Better, Stronger, Faster: Tackling the Trilemma in MLLM-based Segmentation with Simultaneous Textual Mask Prediction

The Hong Kong University of Science and Technology (HKUST)

Our online demo runs on a CPU-only machine — performance may be slower than expected. Thanks for your patience!

📖 Introduction

STAMP (Simultaneous Textual All-Mask Prediction) is a novel MLLM-based segmentation paradigm that resolves the core “trilemma” in current methods: balancing dialogue ability, segmentation performance, and inference speed.

By decoupling autoregressive dialogue generation from non-autoregressive mask prediction, STAMP predicts the entire segmentation mask in a single forward pass parallel to the text response.
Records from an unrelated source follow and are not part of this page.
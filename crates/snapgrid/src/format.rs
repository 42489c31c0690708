//! Level labels and time formatting shared by the screens and the CLI.

use strum::{Display, EnumIter};

/// Difficulty tiers offered by the grid-size selector.
///
/// The service accepts any level from 2 to 10; these four are the ones the
/// selector offers, and their names double as leaderboard labels.
#[derive(Debug, Clone, Copy, PartialEq, Eq, Display, EnumIter)]
pub enum Level {
    /// 2x2 grid.
    Tutorial,
    /// 3x3 grid.
    Basic,
    /// 4x4 grid.
    Medium,
    /// 5x5 grid.
    Expert,
}

impl Level {
    /// Returns the grid edge this level plays on.
    pub fn grid_edge(&self) -> usize {
        match self {
            Level::Tutorial => 2,
            Level::Basic => 3,
            Level::Medium => 4,
            Level::Expert => 5,
        }
    }

    /// Looks up the named level for a grid edge, if one exists.
    pub fn for_grid_edge(edge: usize) -> Option<Self> {
        match edge {
            2 => Some(Level::Tutorial),
            3 => Some(Level::Basic),
            4 => Some(Level::Medium),
            5 => Some(Level::Expert),
            _ => None,
        }
    }

    /// Display label for a stored leaderboard level.
    ///
    /// Levels without a name fall back to their grid dimensions.
    pub fn label_for(level: i32) -> String {
        match usize::try_from(level).ok().and_then(Self::for_grid_edge) {
            Some(named) => named.to_string(),
            None => format!("{0}x{0}", level),
        }
    }
}

/// Formats whole seconds as `mm:ss`.
///
/// Minutes run past 59 rather than rolling into hours.
pub fn format_mmss(seconds: u32) -> String {
    format!("{:02}:{:02}", seconds / 60, seconds % 60)
}

#[cfg(test)]
mod tests {
    use super::*;
    use strum::IntoEnumIterator;

    #[test]
    fn formats_seconds_as_minutes_and_seconds() {
        assert_eq!(format_mmss(0), "00:00");
        assert_eq!(format_mmss(59), "00:59");
        assert_eq!(format_mmss(60), "01:00");
        assert_eq!(format_mmss(83), "01:23");
        assert_eq!(format_mmss(3661), "61:01");
    }

    #[test]
    fn named_levels_round_trip_their_grid_edges() {
        for level in Level::iter() {
            assert_eq!(Level::for_grid_edge(level.grid_edge()), Some(level));
        }
        assert_eq!(Level::for_grid_edge(1), None);
        assert_eq!(Level::for_grid_edge(6), None);
    }

    #[test]
    fn labels_name_the_four_tiers_and_fall_back_to_dimensions() {
        assert_eq!(Level::label_for(2), "Tutorial");
        assert_eq!(Level::label_for(3), "Basic");
        assert_eq!(Level::label_for(4), "Medium");
        assert_eq!(Level::label_for(5), "Expert");
        assert_eq!(Level::label_for(7), "7x7");
        assert_eq!(Level::label_for(10), "10x10");
    }
}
Click to view the Paradigm Comparison Figure

🚀 Quick Start

1. Installation

Clone the repository and set up the environment:

git clone https://github.com/HKUST-LongGroup/STAMP.git
cd STAMP

# Create environment
conda create -n STAMP python=3.10
conda activate STAMP

# Install dependencies
pip install -r requirements.txt
pip install flash-attn --no-build-isolation

# Download SAM checkpoint (Required for mask generation)
wget https://dl.fbaipublicfiles.com/segment_anything/sam_vit_h_4b8939.pth

2. Model Zoo

Currently, we have uploaded 2 versions of STAMP models to Hugging Face:

Model Name	Paper Reference	Hugging Face	Description
STAMP-2B-uni	Table 5	🤗 Link	Unified tasks (Dialogue and Segmentation), lightweight.
STAMP-7B-lora	Table 2 (7B model)	🤗 Link	Higher capacity, best segmentation performance.

3. Inference

The code automatically downloads models from Hugging Face if not found locally.

Option A: Command Line Interface (CLI)

# Example with STAMP-2B
CUDA_VISIBLE_DEVICES="0" python run_seg_ref.py \
    --model-path "JiaZL/STAMP-2B-uni" \ 
    --image-file "images/horses.png" \
    --sam_path "HCMUE-Research/SAM-vit-h/sam_vit_h_4b8939.pth" \
    --query "Please segment the white horse in the image."
    
# For 7B variant, change --model-path to "JiaZL/STAMP-7B-lora"

Option B: Python API

import torch
import torch.nn.functional as F
import numpy as np
import cv2
import os
from PIL import Image

# Import local modules
from segment_predictor_cache import GenerativeSegmenter
from model.segment_anything import sam_model_registry, SamPredictor
# [New] Import utility functions for SAM prompt generation
from eval.utils import compute_logits_from_mask, masks_sample_points

# --- Configuration ---
# Model paths
MODEL_PATH = "JiaZL/STAMP-2B-uni" 
SAM_PATH = "HCMUE-Research/SAM-vit-h/sam_vit_h_4b8939.pth"
IMAGE_PATH = "images/horses.png"
QUERY = "Please segment the white horse in the image."
USE_SAM = True  # Enable SAM refinement (Recommended: True)

# --- Load Models ---
print(f"Loading STAMP model from {MODEL_PATH}...")
segmenter = GenerativeSegmenter(
    MODEL_PATH,
    device_map="cuda",
    min_pixels=1024 * 28 * 28,
    max_pixels=1280 * 28 * 28
)

print(f"Loading SAM model from {SAM_PATH}...")
sam = sam_model_registry["vit_h"](checkpoint=SAM_PATH)
sam = sam.to(dtype=torch.float32, device='cuda')
predictor = SamPredictor(sam)

# --- Inference ---
image = Image.open(IMAGE_PATH).convert("RGB")
w_ori, h_ori = image.size

with torch.inference_mode():
    # 1. Set SAM image embedding (Compute once for efficiency)
    if USE_SAM:
        predictor.set_image(np.array(image))
        
    # 2. Generate Coarse Mask using STAMP
    print("Generating coarse mask with STAMP...")
    segmentation_masks, response_text = segmenter.generate_with_segmentation(
        image, QUERY
    )
    print(f"Model Response: {response_text}")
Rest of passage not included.